START Records for the exercise
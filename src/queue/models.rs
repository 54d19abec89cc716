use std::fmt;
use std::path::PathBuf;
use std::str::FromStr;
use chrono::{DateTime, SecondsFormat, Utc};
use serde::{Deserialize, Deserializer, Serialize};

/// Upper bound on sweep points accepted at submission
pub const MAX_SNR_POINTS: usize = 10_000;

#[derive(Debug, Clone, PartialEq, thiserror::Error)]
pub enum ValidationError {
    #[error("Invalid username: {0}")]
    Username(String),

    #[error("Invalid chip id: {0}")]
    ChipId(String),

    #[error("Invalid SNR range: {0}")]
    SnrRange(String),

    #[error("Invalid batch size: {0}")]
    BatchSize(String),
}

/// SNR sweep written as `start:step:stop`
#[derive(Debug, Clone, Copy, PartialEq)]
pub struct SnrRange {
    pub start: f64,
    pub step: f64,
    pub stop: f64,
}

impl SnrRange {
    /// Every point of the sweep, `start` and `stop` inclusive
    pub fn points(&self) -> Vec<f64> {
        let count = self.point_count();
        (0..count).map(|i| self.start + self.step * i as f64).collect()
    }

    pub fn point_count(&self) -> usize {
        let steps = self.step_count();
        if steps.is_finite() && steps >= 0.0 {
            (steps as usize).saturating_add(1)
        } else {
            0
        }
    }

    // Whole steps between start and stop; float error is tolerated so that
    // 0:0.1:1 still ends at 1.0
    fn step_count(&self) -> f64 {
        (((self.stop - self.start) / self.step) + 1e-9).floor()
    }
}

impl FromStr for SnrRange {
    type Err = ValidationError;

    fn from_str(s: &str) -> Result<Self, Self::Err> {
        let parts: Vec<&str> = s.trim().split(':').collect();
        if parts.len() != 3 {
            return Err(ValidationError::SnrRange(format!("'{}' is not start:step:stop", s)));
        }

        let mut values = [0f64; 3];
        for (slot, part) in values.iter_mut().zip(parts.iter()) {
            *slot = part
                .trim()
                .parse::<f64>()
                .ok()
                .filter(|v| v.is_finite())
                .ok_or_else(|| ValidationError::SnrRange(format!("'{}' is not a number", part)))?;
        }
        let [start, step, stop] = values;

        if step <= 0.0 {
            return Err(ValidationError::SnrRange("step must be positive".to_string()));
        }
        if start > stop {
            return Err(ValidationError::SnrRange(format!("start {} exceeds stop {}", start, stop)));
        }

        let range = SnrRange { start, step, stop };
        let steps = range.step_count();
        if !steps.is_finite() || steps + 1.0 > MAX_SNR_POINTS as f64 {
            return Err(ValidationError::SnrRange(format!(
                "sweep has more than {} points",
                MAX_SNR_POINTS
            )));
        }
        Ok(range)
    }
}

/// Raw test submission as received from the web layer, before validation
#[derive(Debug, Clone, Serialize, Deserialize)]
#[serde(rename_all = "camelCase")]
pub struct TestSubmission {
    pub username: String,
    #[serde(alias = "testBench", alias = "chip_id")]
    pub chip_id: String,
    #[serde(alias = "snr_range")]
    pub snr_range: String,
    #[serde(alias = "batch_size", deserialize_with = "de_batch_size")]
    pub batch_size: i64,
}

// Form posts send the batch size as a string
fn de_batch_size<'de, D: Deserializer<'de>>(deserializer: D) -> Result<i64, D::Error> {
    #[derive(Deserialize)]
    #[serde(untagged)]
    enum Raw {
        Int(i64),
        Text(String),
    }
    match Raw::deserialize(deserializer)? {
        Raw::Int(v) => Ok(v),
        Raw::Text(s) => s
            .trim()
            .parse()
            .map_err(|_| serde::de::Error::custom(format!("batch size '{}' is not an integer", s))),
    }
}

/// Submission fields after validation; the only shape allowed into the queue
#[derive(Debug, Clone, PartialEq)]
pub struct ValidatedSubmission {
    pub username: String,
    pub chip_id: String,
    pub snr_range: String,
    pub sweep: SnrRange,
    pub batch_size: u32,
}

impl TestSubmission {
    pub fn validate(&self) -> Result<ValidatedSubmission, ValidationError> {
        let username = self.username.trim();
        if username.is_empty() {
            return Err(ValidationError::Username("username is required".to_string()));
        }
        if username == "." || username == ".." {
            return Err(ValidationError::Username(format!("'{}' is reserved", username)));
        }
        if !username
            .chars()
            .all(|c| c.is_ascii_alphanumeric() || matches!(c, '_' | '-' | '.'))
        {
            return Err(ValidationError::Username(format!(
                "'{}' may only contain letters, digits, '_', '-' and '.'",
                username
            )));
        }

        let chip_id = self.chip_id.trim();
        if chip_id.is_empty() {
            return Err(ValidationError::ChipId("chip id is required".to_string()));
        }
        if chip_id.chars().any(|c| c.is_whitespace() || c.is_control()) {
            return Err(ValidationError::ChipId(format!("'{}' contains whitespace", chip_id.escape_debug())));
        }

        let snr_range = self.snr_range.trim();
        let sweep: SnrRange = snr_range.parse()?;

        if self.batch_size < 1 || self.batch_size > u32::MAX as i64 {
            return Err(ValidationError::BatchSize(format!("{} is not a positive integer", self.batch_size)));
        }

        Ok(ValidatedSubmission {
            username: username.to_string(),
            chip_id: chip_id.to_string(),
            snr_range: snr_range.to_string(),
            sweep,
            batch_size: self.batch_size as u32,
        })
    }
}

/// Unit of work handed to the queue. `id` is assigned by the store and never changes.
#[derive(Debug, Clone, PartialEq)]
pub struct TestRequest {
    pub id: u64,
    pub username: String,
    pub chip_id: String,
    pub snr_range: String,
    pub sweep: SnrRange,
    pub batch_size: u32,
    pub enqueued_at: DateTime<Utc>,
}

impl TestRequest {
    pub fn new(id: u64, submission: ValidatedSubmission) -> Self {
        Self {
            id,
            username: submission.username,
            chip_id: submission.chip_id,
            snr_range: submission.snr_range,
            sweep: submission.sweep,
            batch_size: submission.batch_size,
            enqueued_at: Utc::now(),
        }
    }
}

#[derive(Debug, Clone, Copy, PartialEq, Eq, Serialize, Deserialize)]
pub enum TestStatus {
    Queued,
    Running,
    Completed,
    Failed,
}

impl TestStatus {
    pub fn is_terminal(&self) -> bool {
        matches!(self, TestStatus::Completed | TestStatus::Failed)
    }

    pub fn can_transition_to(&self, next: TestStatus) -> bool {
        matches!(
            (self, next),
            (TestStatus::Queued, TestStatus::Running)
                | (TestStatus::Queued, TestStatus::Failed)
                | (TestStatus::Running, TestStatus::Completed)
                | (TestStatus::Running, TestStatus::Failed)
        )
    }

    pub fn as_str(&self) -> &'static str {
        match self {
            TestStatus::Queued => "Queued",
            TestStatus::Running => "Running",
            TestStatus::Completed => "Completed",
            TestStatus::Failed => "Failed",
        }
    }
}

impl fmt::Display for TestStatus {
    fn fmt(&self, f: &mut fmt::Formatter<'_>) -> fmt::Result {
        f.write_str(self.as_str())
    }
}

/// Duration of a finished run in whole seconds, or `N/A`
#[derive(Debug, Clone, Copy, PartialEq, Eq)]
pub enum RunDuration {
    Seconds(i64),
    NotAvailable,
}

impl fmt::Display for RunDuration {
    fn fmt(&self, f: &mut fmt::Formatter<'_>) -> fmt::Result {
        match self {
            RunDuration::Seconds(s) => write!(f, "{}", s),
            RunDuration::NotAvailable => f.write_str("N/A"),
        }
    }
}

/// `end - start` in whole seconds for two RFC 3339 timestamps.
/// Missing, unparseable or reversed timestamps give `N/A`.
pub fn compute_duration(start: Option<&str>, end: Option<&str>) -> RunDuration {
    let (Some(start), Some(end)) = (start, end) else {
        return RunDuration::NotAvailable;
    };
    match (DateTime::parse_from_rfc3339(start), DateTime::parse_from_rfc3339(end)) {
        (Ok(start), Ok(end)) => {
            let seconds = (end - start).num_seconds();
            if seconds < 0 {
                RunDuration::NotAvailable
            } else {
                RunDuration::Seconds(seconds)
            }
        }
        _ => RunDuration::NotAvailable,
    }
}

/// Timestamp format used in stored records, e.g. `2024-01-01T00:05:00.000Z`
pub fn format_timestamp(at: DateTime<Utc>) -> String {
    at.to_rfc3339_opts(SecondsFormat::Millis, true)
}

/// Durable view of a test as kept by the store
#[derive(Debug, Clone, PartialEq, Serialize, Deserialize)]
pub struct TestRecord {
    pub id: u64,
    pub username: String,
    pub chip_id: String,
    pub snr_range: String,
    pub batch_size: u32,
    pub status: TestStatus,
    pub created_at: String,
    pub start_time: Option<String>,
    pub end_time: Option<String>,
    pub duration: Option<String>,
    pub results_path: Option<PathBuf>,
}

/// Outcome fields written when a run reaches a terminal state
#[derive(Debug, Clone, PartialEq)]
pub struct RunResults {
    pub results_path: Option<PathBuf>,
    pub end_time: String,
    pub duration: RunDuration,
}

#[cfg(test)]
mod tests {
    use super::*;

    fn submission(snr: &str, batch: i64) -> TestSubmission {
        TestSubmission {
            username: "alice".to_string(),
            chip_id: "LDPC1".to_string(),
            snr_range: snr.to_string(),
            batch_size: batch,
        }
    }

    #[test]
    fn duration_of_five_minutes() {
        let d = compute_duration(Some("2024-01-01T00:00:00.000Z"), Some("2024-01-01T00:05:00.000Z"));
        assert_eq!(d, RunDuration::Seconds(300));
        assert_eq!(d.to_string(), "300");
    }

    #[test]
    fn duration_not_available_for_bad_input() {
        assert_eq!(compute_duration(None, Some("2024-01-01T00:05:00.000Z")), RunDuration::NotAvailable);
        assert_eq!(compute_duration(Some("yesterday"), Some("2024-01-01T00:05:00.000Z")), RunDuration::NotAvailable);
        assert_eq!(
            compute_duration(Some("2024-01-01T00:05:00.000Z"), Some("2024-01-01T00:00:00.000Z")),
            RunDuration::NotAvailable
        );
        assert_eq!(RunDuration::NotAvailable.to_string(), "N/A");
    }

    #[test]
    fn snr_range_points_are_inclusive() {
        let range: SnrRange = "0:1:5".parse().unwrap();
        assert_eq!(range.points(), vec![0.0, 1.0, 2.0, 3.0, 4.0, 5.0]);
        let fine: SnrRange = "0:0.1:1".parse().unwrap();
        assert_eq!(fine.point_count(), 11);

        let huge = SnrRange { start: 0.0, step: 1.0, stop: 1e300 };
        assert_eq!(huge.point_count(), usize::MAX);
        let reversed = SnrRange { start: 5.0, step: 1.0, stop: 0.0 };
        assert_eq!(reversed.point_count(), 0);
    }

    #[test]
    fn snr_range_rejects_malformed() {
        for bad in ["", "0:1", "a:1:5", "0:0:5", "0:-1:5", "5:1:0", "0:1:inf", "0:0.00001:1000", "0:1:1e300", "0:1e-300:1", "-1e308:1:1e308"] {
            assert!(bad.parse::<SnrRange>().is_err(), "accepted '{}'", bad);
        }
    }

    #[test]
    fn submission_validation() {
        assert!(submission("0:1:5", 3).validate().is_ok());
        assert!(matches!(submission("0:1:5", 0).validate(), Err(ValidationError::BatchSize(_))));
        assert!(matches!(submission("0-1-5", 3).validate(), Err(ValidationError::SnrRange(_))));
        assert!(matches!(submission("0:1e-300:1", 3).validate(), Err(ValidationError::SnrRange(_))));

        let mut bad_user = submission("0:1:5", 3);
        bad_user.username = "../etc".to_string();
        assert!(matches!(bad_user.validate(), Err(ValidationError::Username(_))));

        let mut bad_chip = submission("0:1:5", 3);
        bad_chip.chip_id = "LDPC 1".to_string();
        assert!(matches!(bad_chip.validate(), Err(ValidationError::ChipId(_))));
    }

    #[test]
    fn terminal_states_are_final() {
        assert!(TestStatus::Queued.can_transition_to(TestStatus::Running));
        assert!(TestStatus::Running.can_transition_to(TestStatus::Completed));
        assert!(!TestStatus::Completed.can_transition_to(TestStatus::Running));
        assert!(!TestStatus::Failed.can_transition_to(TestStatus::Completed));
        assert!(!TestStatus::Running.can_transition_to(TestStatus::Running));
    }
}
END Records for the exercise
Task description: State how many lines of the listing include "TestRequest", and write nothing else.

Answer box: 2